Semuanya kembali berjalan dengan normal dan sebaik apa yang sudah Maya harapakan. Froz Kafe mendapatkan para pelanggannya lagi, bahkan lebih banyak dari sebelumnya. Tuhan memang selalu memberikan hadiah istimewanya lewat ujian yang Ia berikan. Maya yakin, orang yang sudah menaruh mahluk pengerat itu mungkin sedang merasakan api emosi yang meluap-luap karena usahanya gagal untuk membuat Froze Kafe jatuh dan terpuruk.
“Kenapa, Mbak? Udah mulai jatuh cinta, ya?” Riri meyenggol lengan Maya pelan, yang tengah duduk di salah satu kursi kafe seraya menatap ke arah pintu masuk.
“Tidak, aku hanya senang kafe kita kembali ramai,” sahut Maya tanpa menoleh.
Riri mengangguk, “Oke, kalau bagaimana kelanjutan hubungan Mbak dan Harij?” bisik Riri menatap sekitar.
“Jatuh cinta itu seperti apa, Ri?” tanya Maya membuat Riri terdiam sejenak, lalu menebak-nebak dalam hati.
“Selalu ingat wajahnya.

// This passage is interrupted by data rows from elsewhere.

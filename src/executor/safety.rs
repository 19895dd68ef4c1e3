// Fail-safe: parking the cursor in a screen corner aborts input injection.
use crate::errors::{PilotError, PilotResult};
use crate::executor::traits::InputBackend;
use crate::perception::types::ScreenSize;

/// True when `cursor` sits on one of the four corner pixels.
pub fn in_corner(cursor: (i32, i32), screen: ScreenSize) -> bool {
    let max_x = screen.width.saturating_sub(1) as i32;
    let max_y = screen.height.saturating_sub(1) as i32;
    let (x, y) = cursor;
    (x <= 0 || x >= max_x) && (y <= 0 || y >= max_y)
}

/// Refuse to inject input while the fail-safe corner is engaged.
pub fn check_failsafe(backend: &dyn InputBackend) -> PilotResult<()> {
    let cursor = backend.cursor_position()?;
    let screen = backend.screen_size()?;
    if in_corner(cursor, screen) {
        tracing::warn!(x = cursor.0, y = cursor.1, "fail-safe triggered");
        return Err(PilotError::Executor(format!(
            "Fail-safe triggered: cursor at ({}, {}) is in a screen corner",
            cursor.0, cursor.1
        )));
    }
    Ok(())
}

#[cfg(test)]
mod tests {
    use super::*;

    #[test]
    fn test_corners() {
        let s = ScreenSize::new(1920, 1080);
        assert!(in_corner((0, 0), s));
        assert!(in_corner((1919, 0), s));
        assert!(in_corner((0, 1079), s));
        assert!(in_corner((1919, 1079), s));
        assert!(in_corner((-5, 2000), s));
        assert!(!in_corner((0, 500), s));
        assert!(!in_corner((960, 0), s));
        assert!(!in_corner((960, 540), s));
    }
}
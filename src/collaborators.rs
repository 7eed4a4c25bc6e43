//! Contracts for the external services the session manager depends on.

use async_trait::async_trait;
use serde::{Deserialize, Serialize};

use crate::error::CollaboratorError;

#[derive(Debug, Clone, PartialEq, Eq, Serialize, Deserialize)]
pub struct VideoLink {
    pub title: String,
    pub url: String,
}

#[derive(Debug, Clone, PartialEq, Eq, Serialize, Deserialize)]
pub struct RepositoryLink {
    pub name: String,
    pub url: String,
}

/// Produces a markdown weekly study plan for a topic.
#[async_trait]
pub trait RoadmapGenerator: Send + Sync {
    async fn generate_roadmap(&self, topic: &str) -> Result<String, CollaboratorError>;
}

#[async_trait]
pub trait VideoSearch: Send + Sync {
    async fn search_videos(
        &self,
        topic: &str,
        limit: usize,
    ) -> Result<Vec<VideoLink>, CollaboratorError>;
}

/// Results come back already ranked (most starred first); callers keep that order.
#[async_trait]
pub trait RepositorySearch: Send + Sync {
    async fn search_repositories(
        &self,
        topic: &str,
        limit: usize,
    ) -> Result<Vec<RepositoryLink>, CollaboratorError>;
}

/// Free-form prompt in, model text out.
#[async_trait]
pub trait Completion: Send + Sync {
    async fn complete(&self, prompt: &str) -> Result<String, CollaboratorError>;
}
use std::time::Duration;

use async_trait::async_trait;
use reqwest::Client;
use serde::{Deserialize, Serialize};
use tracing::{debug, error, instrument};

use crate::collaborators::{Completion, RoadmapGenerator};
use crate::constants;
use crate::error::CollaboratorError;
use crate::prompts;

#[derive(Debug, Clone)]
pub struct GeminiConfig {
    pub api_key: Option<String>,
    pub model: String,
    pub base_url: String,
    pub timeout: Duration,
}

impl GeminiConfig {
    pub fn new(api_key: Option<String>) -> Self {
        Self {
            api_key,
            model: constants::DEFAULT_GEMINI_MODEL.to_string(),
            base_url: constants::GEMINI_API_URL.clone(),
            timeout: Duration::from_secs(constants::DEFAULT_TIMEOUT_SECS),
        }
    }

    pub fn with_model(mut self, model: impl Into<String>) -> Self {
        self.model = model.into();
        self
    }

    pub fn with_base_url(mut self, base_url: impl Into<String>) -> Self {
        self.base_url = base_url.into();
        self
    }

    pub fn with_timeout(mut self, timeout: Duration) -> Self {
        self.timeout = timeout;
        self
    }
}

// Structures matching Gemini's models/{model}:generateContent endpoint
#[derive(Serialize)]
struct GenerateRequest<'a> {
    contents: Vec<Content<'a>>,
}

#[derive(Serialize)]
struct Content<'a> {
    role: &'static str,
    parts: Vec<RequestPart<'a>>,
}

#[derive(Serialize)]
struct RequestPart<'a> {
    text: &'a str,
}

#[derive(Deserialize, Debug)]
struct GenerateResponse {
    #[serde(default)]
    candidates: Vec<Candidate>,
}

#[derive(Deserialize, Debug)]
struct Candidate {
    content: Option<CandidateContent>,
}

#[derive(Deserialize, Debug)]
struct CandidateContent {
    #[serde(default)]
    parts: Vec<ResponsePart>,
}

#[derive(Deserialize, Debug)]
struct ResponsePart {
    text: Option<String>,
}

/// Gemini text generation; serves both as the roadmap generator and the
/// general prompt-completion service.
#[derive(Clone)]
pub struct GeminiClient {
    client: Client,
    config: GeminiConfig,
}

impl GeminiClient {
    pub fn new(config: GeminiConfig) -> Result<Self, CollaboratorError> {
        let client = Client::builder()
            .timeout(config.timeout)
            .user_agent(constants::USER_AGENT)
            .build()?;
        Ok(Self { client, config })
    }

    fn endpoint(&self) -> String {
        format!(
            "{}/models/{}:generateContent",
            self.config.base_url.trim_end_matches('/'),
            self.config.model
        )
    }

    #[instrument(skip(self, prompt), fields(model = %self.config.model))]
    async fn generate(&self, prompt: &str) -> Result<String, CollaboratorError> {
        let api_key = self
            .config
            .api_key
            .as_deref()
            .filter(|key| !key.trim().is_empty())
            .ok_or(CollaboratorError::NotConfigured("GEMINI_API_KEY"))?;

        let url = self.endpoint();
        let request_payload = GenerateRequest {
            contents: vec![Content {
                role: "user",
                parts: vec![RequestPart { text: prompt }],
            }],
        };
        debug!(prompt_len = prompt.len(), %url, "Sending Gemini request");

        let response = self
            .client
            .post(&url)
            .header("x-goog-api-key", api_key)
            .json(&request_payload)
            .send()
            .await
            .map_err(|e| map_transport_error(e, self.config.timeout))?;

        if !response.status().is_success() {
            let status = response.status();
            let body = response
                .text()
                .await
                .unwrap_or_else(|_| "Failed to read error body".to_string());
            error!(%status, %body, "Gemini API request failed");
            return Err(CollaboratorError::Status { status, body });
        }

        let generated = response
            .json::<GenerateResponse>()
            .await
            .map_err(|e| CollaboratorError::Response(format!("invalid Gemini JSON: {e}")))?;

        let text: String = generated
            .candidates
            .into_iter()
            .next()
            .and_then(|candidate| candidate.content)
            .map(|content| {
                content
                    .parts
                    .into_iter()
                    .filter_map(|part| part.text)
                    .collect()
            })
            .unwrap_or_default();

        if text.trim().is_empty() {
            return Err(CollaboratorError::Response(
                "Gemini returned no text".to_string(),
            ));
        }
        debug!(response_len = text.len(), "Received Gemini response");
        Ok(text.trim().to_string())
    }
}

#[async_trait]
impl Completion for GeminiClient {
    async fn complete(&self, prompt: &str) -> Result<String, CollaboratorError> {
        self.generate(prompt).await
    }
}

#[async_trait]
impl RoadmapGenerator for GeminiClient {
    async fn generate_roadmap(&self, topic: &str) -> Result<String, CollaboratorError> {
        self.generate(&prompts::roadmap(topic)).await
    }
}

/// Client-side timeouts become [`CollaboratorError::Timeout`] so callers can
/// tell them apart from other transport failures.
pub(crate) fn map_transport_error(err: reqwest::Error, timeout: Duration) -> CollaboratorError {
    if err.is_timeout() {
        CollaboratorError::Timeout(timeout)
    } else {
        CollaboratorError::Http(err)
    }
}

Entah mau tidur, makan, atau apapun,” jawab Riri terdengar asal, “yang lebih jelas, ketika dekat dengan dia, jantung kita terasa berdebar dengan perasaan terbakar.”
Maya hanya tersenyum simpul.
“Jangan-jangan …” Riri mencoba menerka.
“Jangan-jangan apa?” serobot Maya langsung menatap Riri.
“Tidak ada, hehe,” sahutnya nyenggir ala kuda.
Dari arah pintu, Harij muncul dengan lengan kiri menenteng sebuah tas jinjing kecil berwarna merah muda. Sementara tangan kananya berada di balik punggung menggengam buket mawar merah yang tampak segar nan cantik. Pria itu berjalan menghampiri dua wanita yang tengah duduk mengobrol di salah satu kursi kafe diantara para pengunjung.
“Hai, Sayang,” sapanya menatap salah satu wanita itu dengan senyuman hangat.
Kedua wanita itu menoleh secara bersamaan. Maya menatap kekasihnya, menyambut dengan lengkung bibir yang tampak manis, “Halo.”
“Aku punya kejutan untuk kamu,” ucapnya seraya menunjukan buket mawar merah kehadapan Maya.”
“Ya ampun, terima kasih.” Maya tampak senang menerima buket bunga tersebut. Hatinya semakin melambung tinggi dengan wajah terasa memanas saking bahagianya.
“Aku mana?” sambung Riri menadahkan kedua tangannya sembari menatap Harij dengan senyuman.
“Oh ada, tunggu.” Harij mengodok saku di belakang celananya dan mengeluarkan sebuah kertas, lalu memberikannya pada Riri.
“Voucer makan KFC. Terima kasih, lho,” cengir Riri.
“Udah dapat, tuh. Sana kerja!” titah Maya sembari menggerakan dagunya ke arah dapur kafe.
“Mau nonton sinetron dulu,” rengek Riri dengan manja seraya mengedikan kedua matanya centil.
“Apaan, sih, ini anak,” protes Maya menatap ke arah Riri sebal.